Inventó un mundo propio con palabras, pero la crítica nunca la entendió

Ana María Matute inventó un lenguaje propio para hablar del dolor, la pérdida, la violencia y el amor

La escritora Ana María Matute.

En una España marcada por el silencio, la posguerra y los corsés del franquismo, Ana María Matute (1925–2014) decidió alzar la voz a su manera: con palabras. Palabras que tejieron realidades mágicas, crueles, bellas y profundamente humanas.

Palabras que no encajaban del todo ni en la literatura social ni en la de evasión, y que durante años desconcertaron a buena parte de la crítica, que no supo o no quiso leerlas en toda su complejidad.

A pesar de ser una de las narradoras más brillantes del siglo XX en lengua castellana, Matute vivió durante décadas bajo una suerte de incomprensión institucionalizada: ganaba lectores, sí; fascinaba a los jóvenes, sí; pero era incómoda para el canon, como si su mundo fantástico y desgarrado no tuviera cabida en las etiquetas de la crítica literaria oficial.

Una “Primera memoria” distinta a todo

Con apenas 33 años, Matute ganó el Premio Nadal en 1959 con Primera memoria, primera entrega de la trilogía “Los mercaderes”. Es una novela de iniciación, pero no solo.
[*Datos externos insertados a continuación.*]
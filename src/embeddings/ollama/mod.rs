
use anyhow::{Context, Result};
use async_trait::async_trait;
use serde::{Deserialize, Serialize};
use std::time::Duration;
use tracing::{debug, error, info, warn};
use url::Url;

use crate::QaError;
use crate::config::OllamaConfig;
use crate::embeddings::Embedder;
use crate::generation::Generator;

const EXPONENTIAL_BACKOFF_BASE: u64 = 2;
const GENERATION_TEMPERATURE: f32 = 0.2;

/// Blocking client for a local Ollama server, used for both embeddings and
/// answer generation. Cheap to clone.
#[derive(Debug, Clone)]
pub struct OllamaClient {
    base_url: Url,
    model: String,
    generation_model: String,
    batch_size: u32,
    agent: ureq::Agent,
    retry_attempts: u32,
}

#[derive(Debug, Serialize)]
struct BatchEmbedRequest<'a> {
    model: &'a str,
    #[serde(rename = "input")]
    inputs: &'a [String],
}

#[derive(Debug, Deserialize)]
struct BatchEmbedResponse {
    embeddings: Vec<Vec<f32>>,
}

#[derive(Debug, Serialize)]
struct GenerateRequest<'a> {
    model: &'a str,
    prompt: &'a str,
    stream: bool,
    options: GenerateOptions,
}

#[derive(Debug, Serialize)]
struct GenerateOptions {
    temperature: f32,
}

#[derive(Debug, Deserialize)]
struct GenerateResponse {
    response: String,
}

#[derive(Debug, Deserialize)]
pub struct ModelInfo {
    pub name: String,
    pub size: Option<u64>,
    pub digest: Option<String>,
}

#[derive(Debug, Deserialize)]
struct ModelsResponse {
    models: Vec<ModelInfo>,
}

impl OllamaClient {
    #[inline]
    pub fn new(config: &OllamaConfig) -> Result<Self> {
        let base_url = config
            .ollama_url()
            .context("Failed to generate Ollama URL from config")?;

        let agent = ureq::Agent::config_builder()
            .timeout_global(Some(Duration::from_secs(config.timeout_seconds)))
            .build()
            .into();

        Ok(Self {
            base_url,
            model: config.model.clone(),
            generation_model: config.generation_model.clone(),
            batch_size: config.batch_size,
            agent,
            retry_attempts: config.retry_attempts.max(1),
        })
    }

    #[inline]
    pub fn with_timeout(mut self, timeout: Duration) -> Self {
        self.agent = ureq::Agent::config_builder()
            .timeout_global(Some(timeout))
            .build()
            .into();
        self
    }

    #[inline]
    pub fn with_retry_attempts(mut self, attempts: u32) -> Self {
        self.retry_attempts = attempts.max(1);
        self
    }

    /// Test connection to Ollama server and verify model availability
    #[inline]
    pub fn health_check(&self) -> Result<()> {
        debug!("Performing health check for Ollama at {}", self.base_url);

        self.ping().context("Server ping failed")?;
        self.validate_model().context("Model validation failed")?;

        info!(
            "Health check passed for Ollama server at {} with model {}",
            self.base_url, self.model
        );
        Ok(())
    }

    /// Ping the Ollama server to check if it's responsive
    #[inline]
    pub fn ping(&self) -> Result<()> {
        let url = self
            .base_url
            .join("/api/tags")
            .context("Failed to build ping URL")?;

        debug!("Pinging Ollama server at {}", url);

        self.make_request_with_retry(|| {
            self.agent
                .get(url.as_str())
                .call()
                .and_then(|mut resp| resp.body_mut().read_to_string())
        })
        .context("Failed to ping Ollama server")?;

        Ok(())
    }

    /// Validate that the configured embedding model is available
    #[inline]
    pub fn validate_model(&self) -> Result<()> {
        let models = self.list_models().context("Failed to list models")?;

        if models.iter().any(|m| m.name == self.model) {
            debug!("Model {} is available", self.model);
            Ok(())
        } else {
            let available_models: Vec<&str> = models.iter().map(|m| m.name.as_str()).collect();
            warn!(
                "Model {} not found. Available models: {:?}",
                self.model, available_models
            );
            Err(anyhow::anyhow!(
                "Model '{}' is not available. Available models: {:?}",
                self.model,
                available_models
            ))
        }
    }

    /// List all available models
    #[inline]
    pub fn list_models(&self) -> Result<Vec<ModelInfo>> {
        let url = self
            .base_url
            .join("/api/tags")
            .context("Failed to build models URL")?;

        let response_text = self
            .make_request_with_retry(|| {
                self.agent
                    .get(url.as_str())
                    .call()
                    .and_then(|mut resp| resp.body_mut().read_to_string())
            })
            .context("Failed to fetch models")?;

        let models_response: ModelsResponse =
            serde_json::from_str(&response_text).context("Failed to parse models response")?;

        debug!("Found {} models", models_response.models.len());
        Ok(models_response.models)
    }

    /// Generate embeddings for multiple texts, `batch_size` texts per request
    #[inline]
    pub fn generate_embeddings_batch(&self, texts: &[String]) -> Result<Vec<Vec<f32>>> {
        if texts.is_empty() {
            return Ok(Vec::new());
        }

        debug!("Generating embeddings for {} texts", texts.len());

        let mut results = Vec::with_capacity(texts.len());

        for chunk in texts.chunks(self.batch_size.max(1) as usize) {
            let batch_results = self
                .generate_embeddings_single_batch(chunk)
                .with_context(|| format!("Failed to process batch of {} texts", chunk.len()))?;

            results.extend(batch_results);
        }

        debug!("Generated {} embeddings total", results.len());
        Ok(results)
    }

    fn generate_embeddings_single_batch(&self, texts: &[String]) -> Result<Vec<Vec<f32>>> {
        let request = BatchEmbedRequest {
            model: &self.model,
            inputs: texts,
        };

        let url = self
            .base_url
            .join("/api/embed")
            .context("Failed to build batch embedding URL")?;

        let request_json = serde_json::to_string(&request)
            .context("Failed to serialize batch embedding request")?;

        let response_text = self
            .make_request_with_retry(|| {
                self.agent
                    .post(url.as_str())
                    .header("Content-Type", "application/json")
                    .send(&request_json)
                    .and_then(|mut resp| resp.body_mut().read_to_string())
            })
            .context("Failed to generate batch embeddings")?;

        let batch_response: BatchEmbedResponse = serde_json::from_str(&response_text)
            .context("Failed to parse batch embedding response")?;

        if batch_response.embeddings.len() != texts.len() {
            return Err(anyhow::anyhow!(
                "Mismatch between request and response counts: {} vs {}",
                texts.len(),
                batch_response.embeddings.len()
            ));
        }

        Ok(batch_response.embeddings)
    }

    /// Generate a complete, non-streamed answer for `prompt`
    #[inline]
    pub fn generate_completion(&self, prompt: &str) -> Result<String> {
        let request = GenerateRequest {
            model: &self.generation_model,
            prompt,
            stream: false,
            options: GenerateOptions {
                temperature: GENERATION_TEMPERATURE,
            },
        };

        let url = self
            .base_url
            .join("/api/generate")
            .context("Failed to build generation URL")?;

        let request_json =
            serde_json::to_string(&request).context("Failed to serialize generation request")?;

        debug!(
            "Generating answer with {} (prompt length: {})",
            self.generation_model,
            prompt.len()
        );

        let response_text = self
            .make_request_with_retry(|| {
                self.agent
                    .post(url.as_str())
                    .header("Content-Type", "application/json")
                    .send(&request_json)
                    .and_then(|mut resp| resp.body_mut().read_to_string())
            })
            .context("Failed to generate answer")?;

        let response: GenerateResponse =
            serde_json::from_str(&response_text).context("Failed to parse generation response")?;

        Ok(response.response)
    }

    fn make_request_with_retry<F>(&self, mut request_fn: F) -> Result<String>
    where
        F: FnMut() -> Result<String, ureq::Error>,
    {
        let mut last_error = None;

        for attempt in 1..=self.retry_attempts {
            debug!("HTTP request attempt {}/{}", attempt, self.retry_attempts);

            match request_fn() {
                Ok(response_text) => return Ok(response_text),
                Err(error) => {
                    let should_retry = match &error {
                        ureq::Error::StatusCode(status) => {
                            if *status >= 500 {
                                warn!(
                                    "Server error (status {}), attempt {}/{}",
                                    status, attempt, self.retry_attempts
                                );
                                true
                            } else {
                                warn!("Client error (status {}), not retrying", status);
                                return Err(anyhow::anyhow!("Client error: HTTP {}", status));
                            }
                        }
                        ureq::Error::ConnectionFailed
                        | ureq::Error::HostNotFound
                        | ureq::Error::Timeout(_)
                        | ureq::Error::Io(_) => {
                            warn!(
                                "Transport error: {}, attempt {}/{}",
                                error, attempt, self.retry_attempts
                            );
                            true
                        }
                        _ => {
                            warn!("Non-retryable error: {}", error);
                            false
                        }
                    };

                    if !should_retry {
                        return Err(anyhow::anyhow!("Non-retryable error: {}", error));
                    }

                    last_error = Some(anyhow::anyhow!("Request error: {}", error));

                    if attempt < self.retry_attempts {
                        let delay_ms = EXPONENTIAL_BACKOFF_BASE.pow(attempt - 1) * 1000;
                        let delay = Duration::from_millis(delay_ms);
                        debug!("Waiting {:?} before retry", delay);
                        std::thread::sleep(delay);
                    }
                }
            }
        }

        error!("All retry attempts failed for request to {}", self.base_url);

        Err(last_error.unwrap_or_else(|| anyhow::anyhow!("Request failed after retries")))
    }
}

#[async_trait]
impl Embedder for OllamaClient {
    async fn embed(&self, texts: &[String]) -> crate::Result<Vec<Vec<f32>>> {
        let client = self.clone();
        let texts = texts.to_vec();
        tokio::task::spawn_blocking(move || client.generate_embeddings_batch(&texts))
            .await
            .map_err(|e| QaError::Embedding(format!("embedding task failed: {e}")))?
            .map_err(|e| QaError::Embedding(format!("{e:#}")))
    }

    fn model_name(&self) -> &str {
        &self.model
    }
}

#[async_trait]
impl Generator for OllamaClient {
    async fn generate(&self, prompt: &str) -> crate::Result<String> {
        let client = self.clone();
        let prompt = prompt.to_string();
        tokio::task::spawn_blocking(move || client.generate_completion(&prompt))
            .await
            .map_err(|e| QaError::Generation(format!("generation task failed: {e}")))?
            .map_err(|e| QaError::Generation(format!("{e:#}")))
    }
}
Es también una historia sobre la pérdida brutal de la inocencia, sobre la Guerra Civil vivida desde los ojos de una adolescente huérfana, Minerva, que no termina de comprender el horror que se impone sobre su entorno.

El enfoque no era el esperado: ni épico, ni ideológico, ni esperanzador. Era introspectivo, melancólico, fragmentado y profundamente lírico. Y eso desconcertó.
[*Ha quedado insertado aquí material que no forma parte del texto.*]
use std::path::PathBuf;

use clap::{Parser, Subcommand};
use docs_qa::Result;
use docs_qa::commands::{
    ask_question, build_filters, query_documents, reset_index, show_status, upload_documents,
};
use docs_qa::config::{run_interactive_config, show_config};

#[derive(Parser)]
#[command(name = "docs-qa")]
#[command(about = "Ask questions answered from your own documents")]
#[command(version)]
struct Cli {
    #[command(subcommand)]
    command: Commands,
}

#[derive(Subcommand)]
enum Commands {
    /// Configure Ollama connection and settings
    Config {
        /// Show current configuration
        #[arg(long)]
        show: bool,
    },
    /// Index documents (PDF, DOCX, XLSX, CSV, TXT, MD) or directories of them
    Upload {
        #[arg(required = true)]
        paths: Vec<PathBuf>,
    },
    /// Show the document fragments most relevant to a query
    Query {
        text: String,
        /// Only keep fragments from this source file (repeatable)
        #[arg(long = "source")]
        sources: Vec<String>,
        /// Only keep fragments of this file type, e.g. "pdf" (repeatable)
        #[arg(long = "type")]
        file_types: Vec<String>,
        /// Number of candidates to retrieve before filtering
        #[arg(short, long)]
        k: Option<usize>,
    },
    /// Answer a question from the indexed documents; omit it to start a chat
    Ask {
        text: Option<String>,
        #[arg(long = "source")]
        sources: Vec<String>,
        #[arg(long = "type")]
        file_types: Vec<String>,
    },
    /// Delete the index and all uploaded documents
    Reset {
        /// Skip the confirmation prompt
        #[arg(long, short)]
        yes: bool,
    },
    /// Show Ollama health and index consistency
    Status {
        /// Remove stored documents that were never indexed
        #[arg(long)]
        fix: bool,
    },
}

#[tokio::main]
async fn main() -> Result<()> {
    tracing_subscriber::fmt()
        .with_env_filter(tracing_subscriber::EnvFilter::from_default_env())
        .init();

    let cli = Cli::parse();

    match cli.command {
        Commands::Config { show } => {
            if show {
                show_config()?;
            } else {
                run_interactive_config()?;
            }
        }
        Commands::Upload { paths } => {
            upload_documents(&paths).await?;
        }
        Commands::Query {
            text,
            sources,
            file_types,
            k,
        } => {
            let filters = build_filters(sources, &file_types);
            query_documents(&text, &filters, k).await?;
        }
        Commands::Ask {
            text,
            sources,
            file_types,
        } => {
            let filters = build_filters(sources, &file_types);
            ask_question(text, &filters).await?;
        }
        Commands::Reset { yes } => {
            reset_index(yes).await?;
        }
        Commands::Status { fix } => {
            show_status(fix).await?;
        }
    }

    Ok(())
}

#[cfg(test)]
mod tests {
    use super::*;
    use clap::error::ErrorKind;

    #[test]
    fn upload_requires_paths() {
        let cli = Cli::try_parse_from(["docs-qa", "upload"]);
        assert!(cli.is_err());

        let cli = Cli::try_parse_from(["docs-qa", "upload", "a.pdf", "docs/"])
            .expect("upload with paths parses");
        if let Commands::Upload { paths } = cli.command {
            assert_eq!(paths, vec![PathBuf::from("a.pdf"), PathBuf::from("docs/")]);
        } else {
            panic!("expected upload command");
        }
    }

    #[test]
    fn query_with_filters() {
        let cli = Cli::try_parse_from([
            "docs-qa",
            "query",
            "quarterly revenue",
            "--source",
            "report.pdf",
            "--source",
            "sales.xlsx",
            "--type",
            "pdf",
            "-k",
            "5",
        ])
        .expect("query parses");

        if let Commands::Query {
            text,
            sources,
            file_types,
            k,
        } = cli.command
        {
            assert_eq!(text, "quarterly revenue");
            assert_eq!(sources, vec!["report.pdf", "sales.xlsx"]);
            assert_eq!(file_types, vec!["pdf"]);
            assert_eq!(k, Some(5));
        } else {
            panic!("expected query command");
        }
    }

    #[test]
    fn ask_without_question_starts_chat() {
        let cli = Cli::try_parse_from(["docs-qa", "ask"]).expect("ask parses");
        assert!(matches!(cli.command, Commands::Ask { text: None, .. }));
    }

    #[test]
    fn reset_flags() {
        let cli = Cli::try_parse_from(["docs-qa", "reset", "--yes"]).expect("reset parses");
        assert!(matches!(cli.command, Commands::Reset { yes: true }));

        let cli = Cli::try_parse_from(["docs-qa", "reset"]).expect("reset parses");
        assert!(matches!(cli.command, Commands::Reset { yes: false }));
    }

    #[test]
    fn config_show_flag() {
        let cli = Cli::try_parse_from(["docs-qa", "config", "--show"]).expect("config parses");
        assert!(matches!(cli.command, Commands::Config { show: true }));
    }

    #[test]
    fn status_fix_flag() {
        let cli = Cli::try_parse_from(["docs-qa", "status", "--fix"]).expect("status parses");
        assert!(matches!(cli.command, Commands::Status { fix: true }));
    }

    #[test]
    fn invalid_command() {
        let cli = Cli::try_parse_from(["docs-qa", "invalid"]);
        assert!(cli.is_err());

        if let Err(err) = cli {
            assert_eq!(err.kind(), ErrorKind::InvalidSubcommand);
        }
    }

    #[test]
    fn help_message() {
        let cli = Cli::try_parse_from(["docs-qa", "--help"]);
        assert!(cli.is_err());

        if let Err(err) = cli {
            assert_eq!(err.kind(), ErrorKind::DisplayHelp);
        }
    }
}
Primera memoria, de Ana María Matute.
Primera memoria, de Ana María Matute.

Matute no era una escritora de consignas, ni se acomodaba a la narrativa del régimen ni a la de la disidencia oficial. Su terreno era el de la emoción pura, la subjetividad, la huella de los recuerdos y el desarraigo íntimo. La crítica, mayoritariamente masculina, no supo cómo clasificarla. Y eso, en el mundo literario, pesa.

Un reino olvidado, como su autora

Casi 40 años después, en 1996, Ana María Matute publicaba su gran obra total: Olvidado rey Gudú, una novela monumental que le costó más de dos décadas de escritura. Es un relato épico y fantástico ambientado en un reino inventado, con tintes medievales, criaturas mágicas, guerras, pasiones, traiciones y un trasfondo de reflexión sobre el poder, la libertad y el destino.
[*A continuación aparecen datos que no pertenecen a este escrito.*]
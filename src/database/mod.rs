// Database module
// Flat vector index and its positionally aligned metadata table, persisted as a pair

pub mod metadata;
pub mod store;
pub mod vector_index;

pub use metadata::ChunkRecord;
pub use store::{IndexStore, LoadedIndex, MergeSummary, StorePaths, validate_filename};
pub use vector_index::{FlatIndex, Neighbor};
En un país que aún miraba con desdén a la literatura fantástica, considerada “menor” o “infantil”, Matute fue valiente y coherente con su voz: construyó un mundo entero desde cero, sin pedir permiso. Lo pobló de personajes tan mágicos como profundamente humanos. Lo dotó de una estructura mítica y a la vez política. Habló, como siempre, de la infancia, del dolor, del amor imposible, de la renuncia, de la guerra.

Olvidado Rey Gudú, de Ana María Matute.
Olvidado Rey Gudú, de Ana María Matute.

La crítica, de nuevo, no supo muy bien qué hacer con eso. El tono fabulador, la longitud de la obra, la etiqueta de “fantástica” fueron argumentos suficientes para que muchos expertos pasaran de puntillas sobre un libro que, hoy, es considerado una joya atemporal.

Una voz adelantada a su tiempo

La generación del 98 y del 27 eran homenajeadas. La del 50, debatida. A Matute se la admiraba, sí, pero también se la clasificaba como una escritora “para jóvenes” o “de cuentos”. Pocos entendieron que su mundo era tan real como el que retrataban sus contemporáneos, solo que en otro plano: el del mito, el símbolo, la emoción pura.

Fue la tercera mujer en ingresar en la Real Academia Española, tras Carmen Conde y Elena Quiroga, y la primera en hacerlo con verdadera repercusión mediática. Tarde. Muy tarde.

No fue hasta el final de su vida cuando la crítica empezó a redescubrir su obra con respeto unánime. Recibió el Premio Cervantes en 2010, y muchos lectores se acercaron por primera vez a su universo como quien entra en un bosque encantado: con asombro y vértigo.

Hoy el reino ya no está olvidado

Ana María Matute inventó un lenguaje propio para hablar del dolor, la pérdida, la violencia y el amor. Su mundo no era evasión: era revelación. A veces, con duendes. A veces, con niñas solas en grandes casas. A veces, con reyes que olvidan lo que sentían para poder reinar.

La crítica no siempre la entendió, pero el tiempo —como sucede con los grandes escritores— ha acabado por darle la razón. Su legado, como su rey Gudú, ha despertado del olvido.